Sentiments provisoires



Différents tableaux mettant en scène trois femmes, trois hommes et un jeune garçon s’entrecroisent.

Une femme échange avec un ami scotché à son écran pour lui annoncer qu’elle le quitte.

Un jeune garçon avec son sac de sport à l’épaule parle de son copain dont le père vient de partir de chez lui et de son propre père anéanti devant son écran de télévision car il est écrasé de dettes et que sa femme l’a quitté : « Je ne pouvais plus payer mes dettes. J’étais asphyxié ! Mais c’est elle qui ne pouvait plus respirer ! J’aurais dû la retenir, lui dire que je l’aimais. Peut-être que je l’aimais. »

Un couple se dispute à propos de l’associé de l’homme car il insupporte la femme au plus haut point :
« L'HOMME – Tu ne l'as jamais apprécié.
En douze ans, il n'y a pas une soirée qui se soit bien passée.
La dernière fois, souviens-toi, tu l'as traité de pauvre Gaulois licencieux !
Et il ne t'en a pas tenu rigueur pour autant !
LA FEMME – Brave type !
L'HOMME – N'oublie pas que c'est aussi mon associé ! »
LA FEMME Je n'oublie pas ! »

Une femme discute avec son ami d’enfance.
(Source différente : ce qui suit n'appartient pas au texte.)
// isoenv-rs: Isomorphic environment tracking for bundlers
//
// SPDX-FileCopyrightText: 2026 Romeo Ahmed
// SPDX-License-Identifier: GPL-3.0-or-later

//! Integration tests for multi-pass tracking.
//!
//! Each test drives a `Tracker` through several passes the way a watching
//! bundler would: analyze the invalidated modules, then finalize with the
//! current graph and timestamps.

use std::collections::BTreeMap;

use isoenv::config::Config;
use isoenv::env::EnvSnapshot;
use isoenv::env::projector::{ClientEnvScript, SelectionPolicy, project};
use isoenv::manifest::{ClientManifest, HostFacts, TimestampLedger};
use isoenv::rewrite::{EnvReference, Span};
use isoenv::tracker::{Pass, Tracker};

const TARGET: &str = "process.env";
const SESSION_START: u64 = 10_000;

/// Analyzes `source`, turning every `process.env.NAME` into a member
/// reference the way a parser would report it.
fn analyze(pass: &mut Pass, file: &str, source: &str) -> String {
    let refs: Vec<EnvReference<'_>> = source
        .match_indices(TARGET)
        .map(|(start, _)| {
            let rest = &source[start + TARGET.len() + 1..];
            let len = rest
                .find(|c: char| !(c.is_ascii_alphanumeric() || c == '_'))
                .unwrap_or(rest.len());
            EnvReference::Member {
                path: TARGET,
                object: Span::new(start, start + TARGET.len()),
                property: &rest[..len],
            }
        })
        .collect();
    pass.analyze_source(file, source, &refs).unwrap()
}

fn facts(live: &[&str], times: &[(&str, u64)]) -> HostFacts {
    HostFacts::new(
        live.iter().copied(),
        times.iter().copied().collect::<TimestampLedger>(),
    )
}

fn tracker() -> Tracker {
    Tracker::with_session_start(&Config::default(), SESSION_START)
}

// =============================================================================
// Scenarios
// =============================================================================

#[test]
fn scenario_first_second_third_pass() {
    let mut tracker = tracker();

    // Pass 1: a.js references FOO, b.js references nothing yet.
    let mut pass = tracker.begin_pass();
    analyze(&mut pass, "a.js", "export const foo = process.env.FOO;");
    let client = tracker
        .finalize(
            pass,
            facts(&["a.js", "b.js"], &[("a.js", 10_500), ("b.js", 10_500)]),
        )
        .unwrap();
    assert_eq!(client.env_keys, ["FOO"]);
    assert!(!tracker.manifest().contains("b.js"));

    // Pass 2: b.js gains BAR.
    let mut pass = tracker.begin_pass();
    analyze(&mut pass, "b.js", "export const bar = process.env.BAR;");
    let client = tracker
        .finalize(
            pass,
            facts(&["a.js", "b.js"], &[("a.js", 10_500), ("b.js", 11_000)]),
        )
        .unwrap();
    assert_eq!(client.env_keys, ["BAR", "FOO"]);

    // Pass 3: b.js edited to drop the reference; a.js untouched.
    let pass = tracker.begin_pass();
    let client = tracker
        .finalize(
            pass,
            facts(&["a.js", "b.js"], &[("a.js", 10_500), ("b.js", 12_000)]),
        )
        .unwrap();
    assert_eq!(client.env_keys, ["FOO"]);
    assert!(!tracker.manifest().contains("b.js"));
    assert!(tracker.manifest().contains("a.js"));

    // Pass 4: b.js removed from the graph, nothing changed.
    let pass = tracker.begin_pass();
    let client = tracker
        .finalize(pass, facts(&["a.js"], &[("a.js", 10_500)]))
        .unwrap();
    assert_eq!(client.env_keys, ["FOO"]);
    assert_eq!(tracker.manifest().len(), 1);
}

#[test]
fn untouched_files_survive_partial_rebuilds() {
    let mut tracker = tracker();
    let times = [("a.js", 10_100), ("b.js", 10_100), ("c.js", 10_100)];

    let mut pass = tracker.begin_pass();
    analyze(&mut pass, "a.js", "process.env.A");
    analyze(&mut pass, "b.js", "process.env.B");
    analyze(&mut pass, "c.js", "process.env.C");
    tracker
        .finalize(pass, facts(&["a.js", "b.js", "c.js"], &times))
        .unwrap();

    // Only c.js is rebuilt; it now reads C2 instead of C.
    let mut pass = tracker.begin_pass();
    analyze(&mut pass, "c.js", "process.env.C2");
    let client = tracker
        .finalize(
            pass,
            facts(
                &["a.js", "b.js", "c.js"],
                &[("a.js", 10_100), ("b.js", 10_100), ("c.js", 10_900)],
            ),
        )
        .unwrap();
    assert_eq!(client.env_keys, ["A", "B", "C2"]);
}

#[test]
fn file_readded_after_removal_is_tracked_again() {
    let mut tracker = tracker();

    let mut pass = tracker.begin_pass();
    analyze(&mut pass, "a.js", "process.env.A");
    tracker
        .finalize(pass, facts(&["a.js"], &[("a.js", 10_100)]))
        .unwrap();

    let pass = tracker.begin_pass();
    let client = tracker.finalize(pass, facts(&[], &[])).unwrap();
    assert!(client.env_keys.is_empty());

    let mut pass = tracker.begin_pass();
    analyze(&mut pass, "a.js", "process.env.A");
    let client = tracker
        .finalize(pass, facts(&["a.js"], &[("a.js", 10_100)]))
        .unwrap();
    assert_eq!(client.env_keys, ["A"]);
}

#[test]
fn emitted_manifest_feeds_server_script() {
    let config = Config::parse(
        r#"
[plugin]
variable = "__APP_ENV__"
"#,
    )
    .unwrap();
    let mut tracker = Tracker::with_session_start(&config, SESSION_START);

    let mut pass = tracker.begin_pass();
    let rewritten = analyze(&mut pass, "api.js", "fetch(process.env.API_URL)");
    assert_eq!(rewritten, "fetch(__APP_ENV__.API_URL)");

    let mut assets: BTreeMap<String, String> = BTreeMap::new();
    tracker
        .emit(pass, facts(&["api.js"], &[("api.js", 10_001)]), &mut assets)
        .unwrap();

    let manifest = ClientManifest::from_json(&assets["isomorphic-env.json"]).unwrap();
    let snapshot: EnvSnapshot = [
        ("API_URL", "https://api.example.com"),
        ("DATABASE_PASSWORD", "hunter2"),
    ]
    .into_iter()
    .collect();

    let script = ClientEnvScript::from_manifest(&manifest, None);
    insta::assert_snapshot!(
        script.script_tag(&snapshot),
        @r#"<script>window.__APP_ENV__ = {"API_URL":"https://api.example.com"};</script>"#
    );
}

// =============================================================================
// Projection
// =============================================================================

#[test]
fn projection_explicit_keys_and_default_prefix() {
    let snapshot: EnvSnapshot = [("FOO", "1"), ("CLIENT_BAR", "2"), ("OTHER", "3")]
        .into_iter()
        .collect();
    let exposed = project(&snapshot, &SelectionPolicy::new(["FOO"]));

    let expected: BTreeMap<String, String> = [("FOO", "1"), ("BAR", "2")]
        .into_iter()
        .map(|(k, v)| (k.to_string(), v.to_string()))
        .collect();
    assert_eq!(exposed, expected);
}

#[test]
fn projection_from_config() {
    let config = Config::parse(
        r#"
[client]
explicit_keys = ["NODE_ENV"]
pattern = "^PUBLIC_"
"#,
    )
    .unwrap();
    let snapshot: EnvSnapshot = [
        ("NODE_ENV", "production"),
        ("PUBLIC_SITE", "example.com"),
        ("CLIENT_IGNORED", "x"),
    ]
    .into_iter()
    .collect();

    let script = ClientEnvScript::from_config(&config).unwrap();
    insta::assert_snapshot!(
        script.script(&snapshot),
        @r#"window.__ISOMORPHIC_ENV__ = {"NODE_ENV":"production","SITE":"example.com"};"#
    );
}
Ils ne sont pas toujours d’accord sur la conception de la vie :
« La femmeTu ne penses qu'à toi ! Je vais te dire ce que je crois depuis longtemps et que je ne t'ai jamais dit parce que justement tu étais mon ami, mon ami d'enfance !
Tu es incapable d'amour, tu ne peux pas aimer et c'est là toute ta douleur.
Ton incapacité à partager quoi que ce soit depuis toujours et qui te fait sombrer un peu plus chaque jour dans tes abîmes insomniaques et mortifères. »
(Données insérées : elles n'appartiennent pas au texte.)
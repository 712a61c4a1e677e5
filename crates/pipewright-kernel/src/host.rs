//! Host — the top-level owner of a pipewright runtime.
//!
//! A host carries the configuration, the teardown arena, and a default
//! process group. Dropping the host (or calling `shutdown`) closes every
//! group created through it, including groups the caller forgot about.

use std::sync::Arc;

use pipewright_types::{PipelineError, ProcessSpec, Result};

use crate::arena::TeardownArena;
use crate::concurrent::ConcurrencyOptions;
use crate::config::RuntimeConfig;
use crate::exec::Exec;
use crate::group::ProcessGroup;

/// Configuration, teardown arena, and default process group.
pub struct Host {
    config: RuntimeConfig,
    arena: Arc<TeardownArena>,
    group: ProcessGroup,
}

impl Host {
    pub fn new(config: RuntimeConfig) -> Self {
        let arena = TeardownArena::new();
        let group = ProcessGroup::new(&arena, config.clone());
        tracing::debug!(concurrency = config.concurrency.get(), "host created");
        Self { config, arena, group }
    }

    /// Host configured from `PIPEWRIGHT_*` environment variables.
    pub fn from_env() -> Self {
        Self::new(RuntimeConfig::from_env())
    }

    pub fn config(&self) -> &RuntimeConfig {
        &self.config
    }

    pub fn arena(&self) -> &Arc<TeardownArena> {
        &self.arena
    }

    /// The default process group.
    pub fn group(&self) -> &ProcessGroup {
        &self.group
    }

    /// A fresh group, closed at the latest when the host shuts down.
    pub fn new_group(&self) -> ProcessGroup {
        ProcessGroup::new(&self.arena, self.config.clone())
    }

    /// Default options for the concurrent operators.
    pub fn concurrency(&self) -> ConcurrencyOptions {
        ConcurrencyOptions::from_config(&self.config)
    }

    /// A stage in the default group.
    pub fn exec(&self, spec: ProcessSpec) -> Exec {
        self.group.exec(spec)
    }

    /// A stage in the default group from an argv vector.
    pub fn cmd<I, S>(&self, argv: I) -> Result<Exec>
    where
        I: IntoIterator<Item = S>,
        S: AsRef<str>,
    {
        let spec = ProcessSpec::from_argv(argv).ok_or_else(|| PipelineError::Spawn {
            command: Vec::new(),
            source: Arc::new(std::io::Error::new(std::io::ErrorKind::InvalidInput, "empty command")),
        })?;
        Ok(self.exec(spec))
    }

    /// Close every group. Returns how many were still registered.
    pub fn shutdown(&self) -> usize {
        self.arena.close_all()
    }
}

impl Default for Host {
    fn default() -> Self {
        Self::new(RuntimeConfig::default())
    }
}

impl Drop for Host {
    fn drop(&mut self) {
        self.shutdown();
    }
}

impl std::fmt::Debug for Host {
    fn fmt(&self, f: &mut std::fmt::Formatter<'_>) -> std::fmt::Result {
        f.debug_struct("Host")
            .field("config", &self.config)
            .field("arena", &self.arena)
            .finish()
    }
}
Les personnages se croisent d’une scène à l’autre. Chaque passage est très bref. On passe d’un récit à un autre et les points de vue de chacun sur les situations parfois vécues ensemble alternent pour tisser les vies et les ressentis.

Le temps passe dans les relations au sein du couple, entre les parents et les enfants et ce n’est pas toujours facile. Les séparations, les départs, l’absence, les retrouvailles… évoquent la fragilité des sentiments, le provisoire qui existe pour  les êtres même si le passé persévère en chacun de nous : « – Tu vois bien que l’on n’échappe pas à son destin ! Tu as peur de te séparer parce que tes parents t’ont abandonné et, moi, j’ai peur de me marier parce qu’ils ont divorcé. »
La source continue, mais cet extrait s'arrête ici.